-- WORK INSTRUCTIONS --
From the entries, copy out every line in which the word "PathBuf" is found.

Stored data entries
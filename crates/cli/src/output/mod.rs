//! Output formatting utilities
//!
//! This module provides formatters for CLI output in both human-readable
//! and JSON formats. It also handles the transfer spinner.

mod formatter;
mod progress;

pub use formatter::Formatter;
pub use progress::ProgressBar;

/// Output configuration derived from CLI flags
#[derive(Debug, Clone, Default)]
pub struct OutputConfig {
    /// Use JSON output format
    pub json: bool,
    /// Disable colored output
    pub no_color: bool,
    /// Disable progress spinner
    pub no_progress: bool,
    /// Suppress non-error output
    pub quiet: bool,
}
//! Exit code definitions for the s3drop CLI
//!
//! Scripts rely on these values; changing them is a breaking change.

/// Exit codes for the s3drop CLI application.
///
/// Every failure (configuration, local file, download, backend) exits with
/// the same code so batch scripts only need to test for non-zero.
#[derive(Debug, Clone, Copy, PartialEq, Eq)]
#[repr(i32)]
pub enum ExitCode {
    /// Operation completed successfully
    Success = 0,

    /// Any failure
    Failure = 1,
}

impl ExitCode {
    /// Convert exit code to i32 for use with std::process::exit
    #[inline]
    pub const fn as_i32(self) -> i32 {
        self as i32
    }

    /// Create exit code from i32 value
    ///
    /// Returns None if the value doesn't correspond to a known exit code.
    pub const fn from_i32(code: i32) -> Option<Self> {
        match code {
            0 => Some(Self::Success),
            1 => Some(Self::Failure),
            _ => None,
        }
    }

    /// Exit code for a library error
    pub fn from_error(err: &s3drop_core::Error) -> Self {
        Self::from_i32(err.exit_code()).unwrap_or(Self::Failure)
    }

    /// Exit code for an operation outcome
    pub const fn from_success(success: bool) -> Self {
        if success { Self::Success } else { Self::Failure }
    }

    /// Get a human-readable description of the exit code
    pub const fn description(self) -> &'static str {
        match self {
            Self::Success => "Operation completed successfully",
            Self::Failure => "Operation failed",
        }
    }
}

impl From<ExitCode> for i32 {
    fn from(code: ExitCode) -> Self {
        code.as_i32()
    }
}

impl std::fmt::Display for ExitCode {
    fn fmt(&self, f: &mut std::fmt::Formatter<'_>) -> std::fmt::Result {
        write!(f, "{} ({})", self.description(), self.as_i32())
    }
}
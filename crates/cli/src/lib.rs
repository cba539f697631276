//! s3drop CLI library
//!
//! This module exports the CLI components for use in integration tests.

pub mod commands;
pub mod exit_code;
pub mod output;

* * *

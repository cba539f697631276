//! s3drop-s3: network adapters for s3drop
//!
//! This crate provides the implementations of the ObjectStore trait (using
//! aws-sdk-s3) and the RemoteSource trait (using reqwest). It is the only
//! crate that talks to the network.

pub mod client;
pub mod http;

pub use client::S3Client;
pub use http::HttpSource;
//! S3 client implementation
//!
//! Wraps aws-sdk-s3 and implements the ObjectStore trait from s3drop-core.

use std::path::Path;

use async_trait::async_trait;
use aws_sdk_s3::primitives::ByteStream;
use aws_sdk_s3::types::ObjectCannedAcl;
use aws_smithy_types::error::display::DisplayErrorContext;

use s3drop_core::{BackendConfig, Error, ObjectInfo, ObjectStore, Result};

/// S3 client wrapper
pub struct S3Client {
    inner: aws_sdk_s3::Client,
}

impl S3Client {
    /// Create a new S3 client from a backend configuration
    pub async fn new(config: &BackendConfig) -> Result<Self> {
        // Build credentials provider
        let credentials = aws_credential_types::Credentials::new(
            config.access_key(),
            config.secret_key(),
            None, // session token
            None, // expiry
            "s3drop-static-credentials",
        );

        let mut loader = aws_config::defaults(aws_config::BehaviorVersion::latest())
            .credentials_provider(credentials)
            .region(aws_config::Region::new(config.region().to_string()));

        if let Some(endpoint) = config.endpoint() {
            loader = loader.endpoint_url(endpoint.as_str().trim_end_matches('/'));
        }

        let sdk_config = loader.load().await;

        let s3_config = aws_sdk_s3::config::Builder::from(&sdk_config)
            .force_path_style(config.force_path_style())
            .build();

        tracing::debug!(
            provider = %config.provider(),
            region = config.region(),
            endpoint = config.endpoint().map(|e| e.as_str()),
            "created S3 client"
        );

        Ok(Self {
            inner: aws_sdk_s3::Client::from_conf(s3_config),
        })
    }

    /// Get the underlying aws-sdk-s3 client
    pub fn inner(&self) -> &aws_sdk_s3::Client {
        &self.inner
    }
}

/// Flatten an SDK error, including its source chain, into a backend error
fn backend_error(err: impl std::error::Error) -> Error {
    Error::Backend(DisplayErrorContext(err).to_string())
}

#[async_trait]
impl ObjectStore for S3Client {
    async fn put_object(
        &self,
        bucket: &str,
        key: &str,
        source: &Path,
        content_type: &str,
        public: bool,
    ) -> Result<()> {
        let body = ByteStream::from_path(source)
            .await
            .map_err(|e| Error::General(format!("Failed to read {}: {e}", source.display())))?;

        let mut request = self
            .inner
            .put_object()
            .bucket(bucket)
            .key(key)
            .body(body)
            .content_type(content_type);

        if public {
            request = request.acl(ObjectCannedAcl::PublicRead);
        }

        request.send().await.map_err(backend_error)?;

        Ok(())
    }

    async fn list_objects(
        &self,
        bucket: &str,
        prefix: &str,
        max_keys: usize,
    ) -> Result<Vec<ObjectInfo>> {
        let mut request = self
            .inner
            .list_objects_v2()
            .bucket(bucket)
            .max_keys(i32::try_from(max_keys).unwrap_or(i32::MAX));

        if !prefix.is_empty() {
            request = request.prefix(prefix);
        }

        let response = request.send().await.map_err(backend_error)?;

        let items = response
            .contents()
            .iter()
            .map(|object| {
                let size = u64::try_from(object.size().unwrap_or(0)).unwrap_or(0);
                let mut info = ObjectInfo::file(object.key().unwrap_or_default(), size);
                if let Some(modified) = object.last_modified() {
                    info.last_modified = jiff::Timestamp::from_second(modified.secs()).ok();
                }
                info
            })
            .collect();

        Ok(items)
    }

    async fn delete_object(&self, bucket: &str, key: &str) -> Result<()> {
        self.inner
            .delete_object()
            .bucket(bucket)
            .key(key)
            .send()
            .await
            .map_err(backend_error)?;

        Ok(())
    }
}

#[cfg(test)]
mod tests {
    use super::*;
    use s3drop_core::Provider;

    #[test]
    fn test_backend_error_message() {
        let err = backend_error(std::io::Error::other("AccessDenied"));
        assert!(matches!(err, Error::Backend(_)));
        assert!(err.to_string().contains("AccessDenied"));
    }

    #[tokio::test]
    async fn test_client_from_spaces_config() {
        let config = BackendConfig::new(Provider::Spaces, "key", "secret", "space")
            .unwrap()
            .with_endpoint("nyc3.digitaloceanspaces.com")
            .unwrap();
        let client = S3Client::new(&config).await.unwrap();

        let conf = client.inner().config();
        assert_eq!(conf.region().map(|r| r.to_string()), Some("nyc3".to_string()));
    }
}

* * *

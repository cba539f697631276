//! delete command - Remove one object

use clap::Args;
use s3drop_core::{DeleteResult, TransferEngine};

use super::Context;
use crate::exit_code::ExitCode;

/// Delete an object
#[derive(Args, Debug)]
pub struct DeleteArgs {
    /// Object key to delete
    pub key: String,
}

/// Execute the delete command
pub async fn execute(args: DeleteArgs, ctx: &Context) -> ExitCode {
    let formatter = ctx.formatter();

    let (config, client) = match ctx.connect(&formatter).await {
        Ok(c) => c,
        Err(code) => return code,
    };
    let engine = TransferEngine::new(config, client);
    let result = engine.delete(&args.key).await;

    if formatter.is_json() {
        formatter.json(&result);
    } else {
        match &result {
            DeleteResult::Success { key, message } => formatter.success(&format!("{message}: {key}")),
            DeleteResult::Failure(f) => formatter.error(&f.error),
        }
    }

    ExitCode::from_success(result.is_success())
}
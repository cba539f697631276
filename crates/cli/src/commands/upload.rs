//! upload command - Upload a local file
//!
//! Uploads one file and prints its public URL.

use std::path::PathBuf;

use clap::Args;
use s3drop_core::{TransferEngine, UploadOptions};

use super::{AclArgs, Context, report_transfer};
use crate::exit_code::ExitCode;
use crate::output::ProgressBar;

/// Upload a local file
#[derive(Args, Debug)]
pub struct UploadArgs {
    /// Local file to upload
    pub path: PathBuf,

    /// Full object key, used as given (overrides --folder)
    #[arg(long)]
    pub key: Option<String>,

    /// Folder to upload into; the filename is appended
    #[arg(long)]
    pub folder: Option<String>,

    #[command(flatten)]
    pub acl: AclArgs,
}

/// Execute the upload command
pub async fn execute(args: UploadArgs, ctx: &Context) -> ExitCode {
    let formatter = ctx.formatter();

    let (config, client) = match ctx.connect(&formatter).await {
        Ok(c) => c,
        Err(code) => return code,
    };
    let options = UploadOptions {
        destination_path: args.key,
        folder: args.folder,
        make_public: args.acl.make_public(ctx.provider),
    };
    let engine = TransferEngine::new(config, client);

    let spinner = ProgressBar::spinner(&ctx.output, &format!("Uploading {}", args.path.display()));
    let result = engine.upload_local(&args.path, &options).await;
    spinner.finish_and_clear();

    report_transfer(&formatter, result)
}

-- TASK RESULT --
use std::path::PathBuf;
    pub path: PathBuf,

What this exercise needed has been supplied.